_ACTION ITEM_
Check each line of the records below and collect those holding "const".

----- MATERIAL PROVIDED -----

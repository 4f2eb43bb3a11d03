//! Accounting variable grammar.
//!
//! A variable reads `<field>[<mode>]<accounts>[<domain>]`:
//!
//! - field: `bal` (debit - credit), `deb` or `crd`;
//! - mode: `p` variation over the period (default), `i` initial balance,
//!   `e` (or `s`) ending balance;
//! - accounts: `_<code>` for a single numeric code, or a bracketed,
//!   comma-separated list of codes that may contain `%` wildcards; empty
//!   brackets select every account;
//! - domain: an optional serialized filter on move lines.
//!
//! Examples: `bal[70]`, `bali[70,60]`, `bale[1%]`, `deb_101`,
//! `crd[][('journal_code', '=', 'BNK')]`.

use std::fmt;

use once_cell::sync::Lazy;
use regex::{Captures, Regex};
use serde::{Deserialize, Serialize};

use super::error::ExpressionError;
use crate::domain::{parse_domain, Domain};

static TOKEN_RE: Lazy<Regex> = Lazy::new(|| {
    Regex::new(
        r"(?P<field>\bbal|\bcrd|\bdeb)(?P<mode>[pise])?(?P<accounts>_[0-9]+|\[.*?\])(?P<domain>\[.*?\])?",
    )
    .unwrap_or_else(|e| unreachable!("accounting variable pattern is valid: {e}"))
});

/// Which amount a variable reads.
#[derive(Debug, Clone, Copy, PartialEq, Eq, PartialOrd, Ord, Hash, Serialize, Deserialize)]
#[serde(rename_all = "lowercase")]
pub enum Field {
    /// Debit minus credit.
    Balance,
    /// Debit.
    Debit,
    /// Credit.
    Credit,
}

/// Which time window a variable reads.
#[derive(Debug, Clone, Copy, PartialEq, Eq, PartialOrd, Ord, Hash, Serialize, Deserialize)]
#[serde(rename_all = "lowercase")]
pub enum Mode {
    /// Movements within the window.
    Variation,
    /// Balance before the window.
    Initial,
    /// Balance at the end of the window.
    End,
}

impl fmt::Display for Mode {
    fn fmt(&self, f: &mut fmt::Formatter<'_>) -> fmt::Result {
        let name = match self {
            Self::Variation => "variation",
            Self::Initial => "initial",
            Self::End => "end",
        };
        f.write_str(name)
    }
}

/// A parsed accounting variable.
#[derive(Debug, Clone, PartialEq, Eq)]
pub struct AccountingVariable {
    /// Amount read.
    pub field: Field,
    /// Time window.
    pub mode: Mode,
    /// Account codes; empty means every account.
    pub account_codes: Vec<String>,
    /// Move line filter.
    pub domain: Domain,
}

impl AccountingVariable {
    /// Returns the batching key of this variable.
    #[must_use]
    pub fn key(&self) -> QueryKey {
        QueryKey {
            domain: self.domain.clone(),
            mode: self.mode,
        }
    }

    /// Returns true if the variable is not restricted to account codes.
    #[must_use]
    pub fn is_unrestricted(&self) -> bool {
        self.account_codes.is_empty()
    }

    fn from_captures(caps: &Captures<'_>) -> Result<Self, ExpressionError> {
        let field = match &caps["field"] {
            "bal" => Field::Balance,
            "deb" => Field::Debit,
            _ => Field::Credit,
        };
        let mode = match caps.name("mode").map(|m| m.as_str()) {
            Some("i") => Mode::Initial,
            Some("e" | "s") => Mode::End,
            _ => Mode::Variation,
        };

        let accounts = &caps["accounts"];
        let codes = accounts
            .strip_prefix('_')
            .or_else(|| accounts.strip_prefix('[').and_then(|s| s.strip_suffix(']')))
            .unwrap_or_default();
        let account_codes = codes
            .split(',')
            .map(str::trim)
            .filter(|c| !c.is_empty())
            .map(str::to_string)
            .collect();

        let domain = match caps.name("domain") {
            Some(text) => parse_domain(text.as_str()).map_err(|source| ExpressionError::Domain {
                token: caps[0].to_string(),
                source,
            })?,
            None => Domain::True,
        };

        Ok(Self {
            field,
            mode,
            account_codes,
            domain,
        })
    }
}

/// Unit of query batching: every variable sharing a filter and a mode is
/// served by the same aggregate query.
#[derive(Debug, Clone, PartialEq, Eq, PartialOrd, Ord, Hash)]
pub struct QueryKey {
    /// Move line filter.
    pub domain: Domain,
    /// Time window.
    pub mode: Mode,
}

/// Finds every accounting variable of `expr`, left to right.
///
/// # Errors
///
/// Returns `ExpressionError::Domain` if a variable carries a malformed filter.
pub fn scan(expr: &str) -> Result<Vec<AccountingVariable>, ExpressionError> {
    TOKEN_RE
        .captures_iter(expr)
        .map(|caps| AccountingVariable::from_captures(&caps))
        .collect()
}

/// Replaces every accounting variable of `expr` with the text `value` returns.
///
/// # Errors
///
/// Propagates the first error of `value` or of parsing.
pub fn replace<F>(expr: &str, mut value: F) -> Result<String, ExpressionError>
where
    F: FnMut(&AccountingVariable) -> Result<String, ExpressionError>,
{
    let mut out = String::with_capacity(expr.len());
    let mut last = 0;
    for caps in TOKEN_RE.captures_iter(expr) {
        let Some(whole) = caps.get(0) else {
            continue;
        };
        let variable = AccountingVariable::from_captures(&caps)?;
        out.push_str(&expr[last..whole.start()]);
        out.push_str(&value(&variable)?);
        last = whole.end();
    }
    out.push_str(&expr[last..]);
    Ok(out)
}

/// Returns true if `expr` contains at least one accounting variable.
#[must_use]
pub fn has_variables(expr: &str) -> bool {
    TOKEN_RE.is_match(expr)
}
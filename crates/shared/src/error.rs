//! Application-wide error types.

use thiserror::Error;

/// Result type alias using `AppError`.
pub type AppResult<T> = Result<T, AppError>;

/// Application error types.
#[derive(Debug, Error)]
pub enum AppError {
    /// Input file or record not found.
    #[error("Not found: {0}")]
    NotFound(String),

    /// Validation error (bad template, bad instance, bad input).
    #[error("Validation error: {0}")]
    Validation(String),

    /// Configuration could not be loaded.
    #[error("Configuration error: {0}")]
    Configuration(String),

    /// Fiscal calendar could not produce the requested window.
    #[error("Period resolution error: {0}")]
    PeriodResolution(String),

    /// Ledger gateway failure.
    #[error("Ledger error: {0}")]
    Ledger(String),

    /// Internal error.
    #[error("Internal error: {0}")]
    Internal(String),
}

impl AppError {
    /// Returns the process exit code for this error.
    #[must_use]
    pub const fn exit_code(&self) -> i32 {
        match self {
            Self::NotFound(_) => 66,
            Self::Validation(_) | Self::PeriodResolution(_) => 65,
            Self::Configuration(_) => 78,
            Self::Ledger(_) => 74,
            Self::Internal(_) => 70,
        }
    }

    /// Returns the stable error code used in machine-readable output.
    #[must_use]
    pub const fn error_code(&self) -> &'static str {
        match self {
            Self::NotFound(_) => "NOT_FOUND",
            Self::Validation(_) => "VALIDATION_ERROR",
            Self::Configuration(_) => "CONFIGURATION_ERROR",
            Self::PeriodResolution(_) => "PERIOD_RESOLUTION_ERROR",
            Self::Ledger(_) => "LEDGER_ERROR",
            Self::Internal(_) => "INTERNAL_ERROR",
        }
    }
}

impl From<config::ConfigError> for AppError {
    fn from(err: config::ConfigError) -> Self {
        Self::Configuration(err.to_string())
    }
}

#[cfg(test)]
#[path = "error_tests.rs"]
mod tests;
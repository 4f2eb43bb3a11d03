//! Accounting expression engine.
//!
//! Usage follows a fixed lifecycle:
//!
//! 1. [`ExpressionEngine::parse`] every formula of the report, so variables
//!    sharing a filter and a mode are grouped under one [`QueryKey`];
//! 2. [`ExpressionEngine::finalize`] once, resolving account codes;
//! 3. per column, [`ExpressionEngine::execute`] with that column's mode
//!    filters, then [`ExpressionEngine::substitute`] each formula.
//!
//! Each column costs one aggregate query per key, whatever the number of
//! formulas.

use std::collections::{BTreeMap, BTreeSet};

use misbuilder_shared::types::AccountId;
use rust_decimal::Decimal;
use tracing::debug;

use super::accounts::{AccountIds, AccountResolver};
use super::error::ExpressionError;
use super::token::{self, AccountingVariable, Field, Mode, QueryKey};
use crate::domain::{Domain, DomainValue, Operator};
use crate::gateway::{Aggregates, DebitCredit, GroupBy, LedgerGateway};

/// Lifecycle state of an [`ExpressionEngine`].
#[derive(Debug, Clone, Copy, PartialEq, Eq)]
pub enum EngineState {
    /// Accepting formulas.
    Parsing,
    /// Account codes resolved; ready to query.
    Finalized,
    /// Aggregates loaded for a column.
    Executed,
}

impl EngineState {
    const fn name(self) -> &'static str {
        match self {
            Self::Parsing => "parsing",
            Self::Finalized => "finalized",
            Self::Executed => "executed",
        }
    }
}

/// Ledger filters of one column, one per mode.
#[derive(Debug, Clone, Default, PartialEq, Eq)]
pub struct ModeFilters {
    /// Filter for variation-mode variables.
    pub variation: Domain,
    /// Filter for initial-mode variables.
    pub initial: Domain,
    /// Filter for end-mode variables.
    pub end: Domain,
}

impl ModeFilters {
    /// Returns the filter of `mode`.
    #[must_use]
    pub fn for_mode(&self, mode: Mode) -> &Domain {
        match mode {
            Mode::Variation => &self.variation,
            Mode::Initial => &self.initial,
            Mode::End => &self.end,
        }
    }
}

/// Parses accounting variables, batches their queries and substitutes results.
pub struct ExpressionEngine<'g, G: LedgerGateway + ?Sized> {
    gateway: &'g G,
    resolver: AccountResolver<'g, G>,
    state: EngineState,
    pending_codes: BTreeMap<QueryKey, BTreeSet<String>>,
    unrestricted: BTreeSet<QueryKey>,
    account_ids: BTreeMap<QueryKey, BTreeSet<AccountId>>,
    ids_by_code: BTreeMap<String, AccountIds>,
    data: BTreeMap<QueryKey, Aggregates>,
}

impl<'g, G: LedgerGateway + ?Sized> ExpressionEngine<'g, G> {
    /// Creates an engine reading from `gateway`.
    #[must_use]
    pub fn new(gateway: &'g G) -> Self {
        Self {
            gateway,
            resolver: AccountResolver::new(gateway),
            state: EngineState::Parsing,
            pending_codes: BTreeMap::new(),
            unrestricted: BTreeSet::new(),
            account_ids: BTreeMap::new(),
            ids_by_code: BTreeMap::new(),
            data: BTreeMap::new(),
        }
    }

    /// Current lifecycle state.
    #[must_use]
    pub const fn state(&self) -> EngineState {
        self.state
    }

    /// Number of distinct query keys collected so far.
    #[must_use]
    pub fn key_count(&self) -> usize {
        let mut keys: BTreeSet<&QueryKey> = self.pending_codes.keys().collect();
        keys.extend(self.account_ids.keys());
        keys.extend(self.unrestricted.iter());
        keys.len()
    }

    fn require(&self, allowed: &[EngineState], operation: &'static str) -> Result<(), ExpressionError> {
        if allowed.contains(&self.state) {
            Ok(())
        } else {
            Err(ExpressionError::InvalidState {
                operation,
                state: self.state.name(),
            })
        }
    }

    /// Registers the variables of `expr`. May be called any number of times
    /// before [`finalize`](Self::finalize).
    ///
    /// # Errors
    ///
    /// Returns `InvalidState` after finalize, and `Domain` for a malformed
    /// filter clause; in that case nothing of `expr` is registered.
    pub fn parse(&mut self, expr: &str) -> Result<(), ExpressionError> {
        self.require(&[EngineState::Parsing], "parse")?;
        for variable in token::scan(expr)? {
            let key = variable.key();
            if variable.is_unrestricted() {
                self.unrestricted.insert(key);
            } else {
                self.pending_codes
                    .entry(key)
                    .or_default()
                    .extend(variable.account_codes);
            }
        }
        Ok(())
    }

    /// Resolves every collected account code under `restriction` (typically
    /// the report company). Must be called exactly once.
    ///
    /// # Errors
    ///
    /// Returns `InvalidState` if already finalized, or a gateway error.
    pub fn finalize(&mut self, restriction: &Domain) -> Result<(), ExpressionError> {
        self.require(&[EngineState::Parsing], "finalize")?;
        for (key, codes) in std::mem::take(&mut self.pending_codes) {
            let mut ids = BTreeSet::new();
            for code in codes {
                let resolved = self.resolver.resolve(&code, restriction)?;
                ids.extend(resolved.iter().copied());
                self.ids_by_code.insert(code, resolved);
            }
            self.account_ids.insert(key, ids);
        }
        debug!(
            keys = self.account_ids.len() + self.unrestricted.len(),
            codes = self.ids_by_code.len(),
            "expression engine finalized"
        );
        self.state = EngineState::Finalized;
        Ok(())
    }

    /// Loads the aggregates of one column, replacing those of the previous
    /// call. Issues one grouped query per key with account codes and one
    /// ungrouped query per key with unrestricted variables.
    ///
    /// # Errors
    ///
    /// Returns `InvalidState` before finalize, or a gateway error.
    pub fn execute(&mut self, filters: &ModeFilters) -> Result<(), ExpressionError> {
        self.require(&[EngineState::Finalized, EngineState::Executed], "execute")?;
        let mut data: BTreeMap<QueryKey, Aggregates> = BTreeMap::new();

        for (key, ids) in &self.account_ids {
            let filter = Domain::and([
                key.domain.clone(),
                filters.for_mode(key.mode).clone(),
                Domain::is_in("account_id", DomainValue::ids(ids.iter().copied())),
            ]);
            let rows = self.gateway.aggregate(&filter, GroupBy::Account)?;
            data.entry(key.clone()).or_default().extend(rows);
        }

        for key in &self.unrestricted {
            let filter = Domain::and([key.domain.clone(), filters.for_mode(key.mode).clone()]);
            let rows = self.gateway.aggregate(&filter, GroupBy::Nothing)?;
            let total = rows.get(&None).copied().unwrap_or_default();
            data.entry(key.clone()).or_default().insert(None, total);
        }

        self.data = data;
        self.state = EngineState::Executed;
        Ok(())
    }

    /// Returns `expr` with every accounting variable replaced by its value
    /// for the last executed column, as a parenthesized decimal literal.
    ///
    /// # Errors
    ///
    /// Returns `InvalidState` before execute, and `UnknownVariable` for a
    /// variable whose codes were never parsed.
    pub fn substitute(&self, expr: &str) -> Result<String, ExpressionError> {
        self.require(&[EngineState::Executed], "substitute")?;
        token::replace(expr, |variable| {
            let value = self.value_of(variable)?;
            Ok(format!("({value})"))
        })
    }

    /// Computes the value of one variable for the last executed column.
    ///
    /// # Errors
    ///
    /// Returns `UnknownVariable` if its codes were never parsed.
    pub fn value_of(&self, variable: &AccountingVariable) -> Result<Decimal, ExpressionError> {
        let key = variable.key();
        let rows = self.data.get(&key);
        let amounts = |account: Option<AccountId>| -> DebitCredit {
            rows.and_then(|r| r.get(&account)).copied().unwrap_or_default()
        };

        let mut total = DebitCredit::default();
        if variable.is_unrestricted() {
            total += amounts(None);
        } else {
            for id in self.ids_of(variable)? {
                total += amounts(Some(id));
            }
        }
        Ok(match variable.field {
            Field::Balance => total.balance(),
            Field::Debit => total.debit,
            Field::Credit => total.credit,
        })
    }

    /// Union of the account ids of a variable's codes.
    fn ids_of(&self, variable: &AccountingVariable) -> Result<BTreeSet<AccountId>, ExpressionError> {
        let mut ids = BTreeSet::new();
        for code in &variable.account_codes {
            let resolved = self
                .ids_by_code
                .get(code)
                .ok_or_else(|| ExpressionError::UnknownVariable(code.clone()))?;
            ids.extend(resolved.iter().copied());
        }
        Ok(ids)
    }

    /// Returns the move line filter listing the rows behind `expr`, or `None`
    /// if it has no variable eligible for drill-down.
    ///
    /// Initial-mode variables are left out: an opening balance has no row
    /// level equivalent within the column window.
    ///
    /// # Errors
    ///
    /// Returns `InvalidState` before finalize, and parse errors.
    pub fn domain_for(&self, expr: &str) -> Result<Option<Domain>, ExpressionError> {
        self.require(&[EngineState::Finalized, EngineState::Executed], "build a drill-down domain")?;
        let mut domains = Vec::new();
        for variable in token::scan(expr)? {
            if variable.mode == Mode::Initial {
                continue;
            }
            let mut parts = vec![variable.domain.clone()];
            if !variable.is_unrestricted() {
                parts.push(Domain::is_in(
                    "account_id",
                    DomainValue::ids(self.ids_of(&variable)?),
                ));
            }
            match variable.field {
                Field::Credit => parts.push(Domain::cond("credit", Operator::Gt, Decimal::ZERO)),
                Field::Debit => parts.push(Domain::cond("debit", Operator::Gt, Decimal::ZERO)),
                Field::Balance => {}
            }
            domains.push(Domain::and(parts));
        }
        Ok(if domains.is_empty() {
            None
        } else {
            Some(Domain::or(domains))
        })
    }
}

-----

_OUTPUT FOR THIS EXERCISE_
    pub const fn exit_code(&self) -> i32 {
    pub const fn error_code(&self) -> &'static str {
    const fn name(self) -> &'static str {
    pub const fn state(&self) -> EngineState {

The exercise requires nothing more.